Resulting Directory Structure

This is the directory structure that is created after completing the setup with this template.

├── LICENSE            <- Open-source license if one is chosen
├── Makefile           <- Makefile with convenience commands like `make data` or `make train`
├── README.md          <- The top-level README for developers using this project.
├── data
│   ├── external       <- Data from third party sources.
│   ├── interim        <- Intermediate data that has been transformed.
│   ├── processed      <- The final, canonical data sets for modeling.
│   └── raw            <- The original, immutable data dump.
│
├── docs               <- A default mkdocs project; see www.mkdocs.org for details
│
├── models             <- Trained and serialized models, model predictions, or model summaries
│
├── notebooks          <- Jupyter notebooks. Naming convention is a number (for ordering),
│                         the creator's initials, and a short `-` delimited description, e.g.

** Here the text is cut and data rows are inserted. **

//! Generation provider trait and request types

use artpack_core::{AspectRatio, GeneratedImage, GenerationError};
use async_trait::async_trait;

/// One image request, with the style lock already applied to the prompt
#[derive(Debug, Clone, PartialEq, Eq)]
pub struct GenerateRequest {
    pub prompt: String,
    pub aspect_ratio: AspectRatio,
}

/// Status returned by a provider health check
#[derive(Debug, Clone, PartialEq, Eq)]
pub enum ProviderStatus {
    Available,
    NoApiKey,
}

/// Trait implemented by each image backend (Gemini, Mock)
#[async_trait]
pub trait GenerationProvider: Send + Sync {
    /// Provider name (e.g. "gemini", "mock")
    fn name(&self) -> &str;

    /// Check if the provider is usable (key selected, enabled)
    fn health_check(&self) -> ProviderStatus;

    /// Perform exactly one request/response cycle. Retrying is the caller's job.
    async fn request_image(
        &self,
        request: &GenerateRequest,
    ) -> Result<GeneratedImage, GenerationError>;
}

│                         `1.0-jqp-initial-data-exploration`.
│
├── pyproject.toml     <- Project configuration file with package metadata for 
│                         {{ cookiecutter.module_name }} and configuration for tools like black
│
├── references         <- Data dictionaries, manuals, and all other explanatory materials.
│
├── reports            <- Generated analysis as HTML, PDF, LaTeX, etc.
│   └── figures        <- Generated graphics and figures to be used in reporting
│
├── requirements.txt   <- The requirements file for reproducing the analysis environment, e.g.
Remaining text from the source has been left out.